Dr. Yahya SAĞLIKER,a Dr. Hasan Sabit SAĞLIKER,a Dr. Pırıl SAĞLIKER ÖZKAYNAKa
aİç Hastalıkları AD, Nefroloji BD, Çukurova Üniversitesi Tıp Fakültesi, ADANA



As in patients with renal failure without the need for dialysis, the main mechanisms that contribute to the pathogenesis of hypertension in dialysis patients are salt and water retention and activation of the renin-angiotensin-aldosterone system (RAAS). Diuretics may be beneficial for the treatment of hypertension in dialysis patients with significant urine output, particularly because these drugs do not require dose reduction owing to their hepatic degradation. Other anti-hypertensive alternatives are needed as urine output declines. Beta adrenergic blocker drugs, particularly labetalol and carvedilol which also have alpha adrenergic blocker properties, can be preferred in high-renin states and their hepatic metabolism facilitates their use in dialysis patients.
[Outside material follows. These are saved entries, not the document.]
use std::fs::File;
use std::io::{BufRead, BufReader, Read};
use std::path::PathBuf;
use std::time::Duration;

use flate2::read::MultiGzDecoder;
use reqwest::blocking::Client;
use reqwest::header::{HeaderMap, HeaderValue, USER_AGENT};

use crate::error::StatsError;

const GZIP_MAGIC: [u8; 2] = [0x1f, 0x8b];

pub type FeedReader = Box<dyn BufRead + Send>;

pub trait FeedClient: Send + Sync {
    fn open_url(&self, url: &str) -> Result<Box<dyn Read + Send>, StatsError>;
}

#[derive(Clone)]
pub struct FeedHttpClient {
    client: Client,
}

impl FeedHttpClient {
    pub fn new() -> Result<Self, StatsError> {
        let mut headers = HeaderMap::new();
        headers.insert(
            USER_AGENT,
            HeaderValue::from_str(&format!("assembly-stats/{}", env!("CARGO_PKG_VERSION")))
                .map_err(|err| StatsError::Http(err.to_string()))?,
        );
        // assembly_summary_refseq.txt is several hundred MB; the timeout covers the whole body
        let client = Client::builder()
            .default_headers(headers)
            .timeout(Duration::from_secs(300))
            .build()
            .map_err(|err| StatsError::Http(err.to_string()))?;
        Ok(Self { client })
    }

    fn normalize_url(url: &str) -> String {
        if let Some(rest) = url.strip_prefix("ftp://ftp.ncbi.nlm.nih.gov/") {
            return format!("https://ftp.ncbi.nlm.nih.gov/{}", rest);
        }
        url.to_string()
    }
}

impl FeedClient for FeedHttpClient {
    fn open_url(&self, url: &str) -> Result<Box<dyn Read + Send>, StatsError> {
        let url = Self::normalize_url(url);
        let response = self
            .client
            .get(&url)
            .send()
            .map_err(|err| StatsError::Http(err.to_string()))?;
        if !response.status().is_success() {
            let status = response.status().as_u16();
            let message = response
                .text()
                .unwrap_or_else(|_| "feed request failed".to_string());
            return Err(StatsError::HttpStatus { status, message });
        }
        Ok(Box::new(response))
    }
}

pub fn is_remote(location: &str) -> bool {
    ["http://", "https://", "ftp://"]
        .iter()
        .any(|scheme| location.starts_with(scheme))
}

/// Opens a local path or URL as a line reader, gunzipping when the stream
/// starts with the gzip magic bytes.
pub fn open_source(location: &str, client: &dyn FeedClient) -> Result<FeedReader, StatsError> {
    let raw: Box<dyn Read + Send> = if is_remote(location) {
        tracing::info!(url = location, "streaming assembly summary");
        client.open_url(location)?
    } else {
        let path = PathBuf::from(location);
        if !path.exists() {
            return Err(StatsError::InputNotFound(path));
        }
        tracing::info!(path = location, "reading assembly summary");
        let file = File::open(&path).map_err(|err| StatsError::Read(format!("{location}: {err}")))?;
        Box::new(file)
    };
    decompress_if_needed(raw)
}

pub fn decompress_if_needed(raw: Box<dyn Read + Send>) -> Result<FeedReader, StatsError> {
    let mut buffered = BufReader::new(raw);
    let head = buffered
        .fill_buf()
        .map_err(|err| StatsError::Read(err.to_string()))?;
    if head.starts_with(&GZIP_MAGIC) {
        tracing::debug!("input is gzip-compressed");
        Ok(Box::new(BufReader::new(MultiGzDecoder::new(buffered))))
    } else {
        Ok(Box::new(buffered))
    }
}
use std::process::ExitCode;

use camino::Utf8PathBuf;
use clap::Parser;
use miette::IntoDiagnostic;
use tracing_subscriber::EnvFilter;

use assembly_stats_db::config::{ConfigLoader, ConfigOverrides};
use assembly_stats_db::domain::NamePolicy;
use assembly_stats_db::error::StatsError;
use assembly_stats_db::output::{JsonOutput, RunSummary};
use assembly_stats_db::pipeline::Pipeline;
use assembly_stats_db::source::{FeedHttpClient, open_source};
use assembly_stats_db::writer::TableWriter;

#[derive(Parser)]
#[command(name = "assembly-stats")]
#[command(
    about = "Generate a database with assembly statistics from a RefSeq assembly summary file"
)]
#[command(version, author)]
struct Cli {
    /// Path or URL of the assembly summary file (plain or gzip)
    #[arg(short = 'd', long = "path_database", alias = "path-database")]
    path_database: String,

    /// Output table (default: NCBI_Assembly_Stats_<YYYYMMDD>.txt)
    #[arg(short, long)]
    output: Option<Utf8PathBuf>,

    /// JSON config file
    #[arg(long)]
    config: Option<String>,

    /// Decimal places for real-valued cells
    #[arg(long)]
    precision: Option<usize>,

    #[arg(long)]
    iqr_multiplier: Option<f64>,

    /// Smallest bucket the IQR filter applies to
    #[arg(long)]
    min_filter_size: Option<usize>,

    #[arg(long, value_enum)]
    name_policy: Option<NamePolicy>,

    /// Write the data-quality report as JSON
    #[arg(long)]
    quality_report: Option<Utf8PathBuf>,

    /// Print a JSON run summary to stdout
    #[arg(long)]
    json: bool,
}

fn main() -> ExitCode {
    if let Err(report) = run() {
        eprintln!("{report:?}");
        if let Some(error) = report.downcast_ref::<StatsError>() {
            return ExitCode::from(map_exit_code(error));
        }
        return ExitCode::from(1);
    }
    ExitCode::SUCCESS
}

fn map_exit_code(error: &StatsError) -> u8 {
    match error {
        StatsError::InputNotFound(_)
        | StatsError::ConfigRead(_)
        | StatsError::ConfigParse(_)
        | StatsError::InvalidConfig(_) => 2,
        StatsError::Http(_) | StatsError::HttpStatus { .. } => 3,
        _ => 1,
    }
}

fn default_output_path() -> Utf8PathBuf {
    let stamp = chrono::Local::now().format("%Y%m%d");
    Utf8PathBuf::from(format!("NCBI_Assembly_Stats_{stamp}.txt"))
}

fn run() -> miette::Result<()> {
    tracing_subscriber::fmt()
        .with_env_filter(
            EnvFilter::try_from_default_env().unwrap_or_else(|_| EnvFilter::new("info")),
        )
        .with_target(false)
        .with_writer(std::io::stderr)
        .init();

    let cli = Cli::parse();
    let overrides = ConfigOverrides {
        precision: cli.precision,
        iqr_multiplier: cli.iqr_multiplier,
        min_filter_size: cli.min_filter_size,
        name_policy: cli.name_policy,
    };
    let config = ConfigLoader::resolve(cli.config.as_deref(), overrides)?;
    let writer = TableWriter::new(config.precision);
    let pipeline = Pipeline::new(config);

    let client = FeedHttpClient::new()?;
    let reader = open_source(&cli.path_database, &client)?;
    let result = pipeline.run(reader)?;

    let output = cli.output.unwrap_or_else(default_output_path);
    tracing::info!(path = %output, "writing output file");
    writer.write_to_path(&result.rows, &output)?;

    if let Some(path) = &cli.quality_report {
        JsonOutput::write_quality_report(&result.quality, path)?;
    }

    if cli.json {
        let summary = RunSummary {
            input: &cli.path_database,
            output: output.as_str(),
            taxids: result.rows.len(),
            precision: writer.precision(),
            quality: &result.quality,
        };
        JsonOutput::print_summary(&summary).into_diagnostic()?;
    }
    Ok(())
}
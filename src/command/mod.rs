/**
 * Decision Loop
 *
 * Threshold-gated corrector steering the vehicle toward a fixed target:
 * 1. Altitude first: |target.z - z| > 0.5 m issues a climb/descend command
 * 2. Otherwise heading: |yaw error| > 5 deg issues a relative yaw command
 * 3. Otherwise nothing
 *
 * At most one correction per cycle.
 */

pub mod worker;

pub use worker::{command_worker, CommandArgs};

use std::fmt;

use serde::{Deserialize, Serialize};
use thiserror::Error;
use tracing::{info, warn};

use crate::link::{Connection, VehicleCommand};
use crate::telemetry::TelemetryData;

pub const ALTITUDE_TOLERANCE: f64 = 0.5; //m
pub const YAW_TOLERANCE: f64 = 5.0;      //deg
pub const CLIMB_RATE: f64 = 1.0;         //m/s
pub const TURN_RATE: f64 = 5.0;          //deg/s

#[derive(Debug, Clone, Copy, PartialEq, Serialize, Deserialize)]
pub struct Position{
    pub x: f64,
    pub y: f64,
    pub z: f64,
}

impl Position{
    pub fn new(x: f64, y: f64, z: f64) -> Self{
        Position{ x, y, z }
    }

    pub fn is_finite(&self) -> bool{
        self.x.is_finite() && self.y.is_finite() && self.z.is_finite()
    }
}

/// Correction issued in one cycle.
#[derive(Debug, Clone, Copy, PartialEq, Serialize, Deserialize)]
pub enum Report{
    Altitude{ delta_z: f64 },
    Yaw{ yaw_error: f64 },
}

impl Report{
    /// Turn direction sent with a yaw correction: -1 for a non-negative error, +1 otherwise.
    pub fn direction(&self) -> Option<f64>{
        match self{
            Report::Altitude{ .. } => None,
            Report::Yaw{ yaw_error } => Some(yaw_direction(*yaw_error)),
        }
    }
}

impl fmt::Display for Report{
    fn fmt(&self, f: &mut fmt::Formatter<'_>) -> fmt::Result{
        match self{
            Report::Altitude{ delta_z } => write!(f, "CHANGE ALTITUDE: {delta_z:.2}"),
            Report::Yaw{ yaw_error } => write!(f, "CHANGE YAW: {yaw_error:.2}"),
        }
    }
}

#[derive(Debug, Error, PartialEq)]
pub enum CommandError{
    #[error("no target set")]
    NoTarget,

    #[error("telemetry is missing {0}")]
    MissingField(&'static str),

    #[error("invalid target {0:?}")]
    InvalidTarget(Position),
}

/// Wrap an angle in degrees into [-180, 180).
pub fn wrap_degrees(angle: f64) -> f64{
    (angle + 180.0).rem_euclid(360.0) - 180.0
}

fn yaw_direction(yaw_error: f64) -> f64{
    if yaw_error >= 0.0{ -1.0 }else{ 1.0 }
}

pub struct DecisionLoop{
    connection: Connection,
    target: Option<Position>,
    velocity_sum: Position,
    sample_count: u64,
}

impl DecisionLoop{
    pub fn create(connection: Connection) -> Self{
        DecisionLoop{
            connection,
            target: None,
            velocity_sum: Position::new(0.0, 0.0, 0.0),
            sample_count: 0,
        }
    }

    pub fn set_target(&mut self, target: Position) -> Result<(), CommandError>{
        if !target.is_finite(){
            return Err(CommandError::InvalidTarget(target));
        }
        self.target = Some(target);
        Ok(())
    }

    pub fn target(&self) -> Option<Position>{
        self.target
    }

    /// Mean velocity over every snapshot seen so far, unknown components counted as 0.
    pub fn average_velocity(&self) -> Option<Position>{
        if self.sample_count == 0{
            return None;
        }
        let n = self.sample_count as f64;
        Some(Position::new(self.velocity_sum.x / n, self.velocity_sum.y / n, self.velocity_sum.z / n))
    }

    pub fn run(&mut self, data: &TelemetryData) -> Result<Option<Report>, CommandError>{
        let target = self.target.ok_or(CommandError::NoTarget)?;

        self.velocity_sum.x += data.x_velocity.unwrap_or(0.0);
        self.velocity_sum.y += data.y_velocity.unwrap_or(0.0);
        self.velocity_sum.z += data.z_velocity.unwrap_or(0.0);
        self.sample_count += 1;
        if let Some(avg) = self.average_velocity(){
            info!("average velocity so far: ({:.2}, {:.2}, {:.2})", avg.x, avg.y, avg.z);
        }

        let z = data.z.ok_or(CommandError::MissingField("z"))?;
        let delta_z = target.z - z;
        if delta_z.abs() > ALTITUDE_TOLERANCE{
            self.send(VehicleCommand::ChangeAltitude{ rate: CLIMB_RATE, altitude: target.z });
            let report = Report::Altitude{ delta_z };
            info!(%report, "altitude correction");
            return Ok(Some(report));
        }

        let x = data.x.ok_or(CommandError::MissingField("x"))?;
        let y = data.y.ok_or(CommandError::MissingField("y"))?;
        let yaw = data.yaw.ok_or(CommandError::MissingField("yaw"))?;

        let desired_yaw = (target.y - y).atan2(target.x - x).to_degrees();
        let yaw_error = wrap_degrees(desired_yaw - yaw.to_degrees());
        if yaw_error.abs() > YAW_TOLERANCE{
            self.send(VehicleCommand::ConditionYaw{
                angle: yaw_error.abs(),
                rate: TURN_RATE,
                direction: yaw_direction(yaw_error),
                relative: true,
            });
            let report = Report::Yaw{ yaw_error };
            info!(%report, "yaw correction");
            return Ok(Some(report));
        }

        Ok(None)
    }

    fn send(&self, command: VehicleCommand){
        if let Err(e) = self.connection.send_command(command){
            warn!(error = %e, ?command, "command send failed");
        }
    }
}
In addition to calcium channel blockers, drugs that comprise the angiotensin converting enzyme inhibitor (ACEI) group, especially those eliminated via the liver (fosinopril and spirapril) and angiotensin receptor blocker (ARB) agents can also be used for the treatment of hypertension in dialysis patients. This review summarizes the pharmacologic management of hypertension treatment in dialysis patients and emphasizes the following basic principles:
1. The first step in controlling hypertension in patients with choronic renal failure on chronic dialysis treatment is preventing fluid excess. This approach should be reinforced by educating patients on the importance of salt and water restriction.
2. The results of studies on long term blood pressure control in dialysis populations indicate that the need for the roles of ACEIs and ARBs may gradually increase.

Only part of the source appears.